The level of detail allowed the blue-ribbon commission to home in on the causes of death for black children, Boxley said. The commission found the top four causes are poor conditions of pregnant mothers, homicide, child abuse and neglect, and sleep-related problems for infants.
Supervisors said they were disturbed by the report's findings.
"Given the data, it would be unthinkable not to take action," said Supervisor Roberta MacGlashan. "This program gives us an opportunity to make a real difference."
About 60 people involved in the commission's report attended Tuesday. Many of them spoke in support of the plan, including officials from the District Attorney's Office, the Sheriff's Department and many community organizations.
Serna, who took office in late 2010, called the support "the most gratifying experience I have had as a supervisor." He said he considered the high fatality rate among black children the county's most pressing issue.
The commission hopes to have an annual budget of $300,000 by attracting matching funds from First 5 Sacramento, hospitals and philanthropic organizations.
The effort will target neighborhoods with high fatality rates among black children, including Valley Hi/Meadowview, North Sacramento/Del Paso Heights and Fruitridge/ Stockton.
The commission's plan will target the top causes of death.
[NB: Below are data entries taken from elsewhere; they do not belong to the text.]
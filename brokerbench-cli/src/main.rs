// SPDX-License-Identifier: Apache-2.0
// Copyright 2025 Ankit Kumar Pandey

//! Brokerbench CLI
//!
//! Validates driver configuration and runs a smoke benchmark through the
//! full driver lifecycle.

use clap::{Parser, Subcommand};

mod commands;

/// Brokerbench - pluggable message broker benchmark drivers
#[derive(Parser)]
#[command(name = "brokerbench")]
#[command(author, version, about, long_about = None)]
pub struct Cli {
    /// Configuration file path
    #[arg(short, long, default_value = "brokerbench.yaml")]
    pub config: String,

    /// Enable verbose logging
    #[arg(short, long)]
    pub verbose: bool,

    #[command(subcommand)]
    pub command: Commands,
}

#[derive(Subcommand)]
pub enum Commands {
    /// Validate a configuration file
    Validate {
        /// Path to the configuration file
        file: String,
    },

    /// Run the driver lifecycle end to end and verify every payload
    Smoke {
        /// Number of messages to send
        #[arg(short, long, default_value_t = 1000)]
        messages: usize,

        /// Partitions of the smoke topic
        #[arg(short, long, default_value_t = 4)]
        partitions: u32,

        /// Payload size in bytes
        #[arg(long, default_value_t = 1024)]
        payload_size: usize,

        /// Run against the configured Kafka cluster instead of the
        /// in-process broker (requires the `rdkafka` feature)
        #[arg(long)]
        live: bool,
    },
}

#[tokio::main]
async fn main() -> Result<(), Box<dyn std::error::Error>> {
    let cli = Cli::parse();

    // Initialize logging
    let log_level = if cli.verbose { "debug" } else { "info" };
    tracing_subscriber::fmt().with_env_filter(log_level).init();

    // Dispatch to command handlers
    match cli.command {
        Commands::Validate { file } => commands::validate::execute(&file).await,
        Commands::Smoke {
            messages,
            partitions,
            payload_size,
            live,
        } => {
            let options = commands::smoke::SmokeOptions {
                messages,
                partitions,
                payload_size,
                live,
            };
            commands::smoke::execute(&cli.config, options).await
        }
    }
}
For instance, black children are dying because they're not sleeping in infant beds and they're not sleeping alone, Boxley said. A campaign will emphasize the need for infants to have cribs and to sleep alone, on their backs, she said.
Other causes of death such as homicide and child abuse will require more complex intervention, she said.
Boxley encouraged supervisors to hold the commission accountable and examine how well it meets its goal of reducing deaths.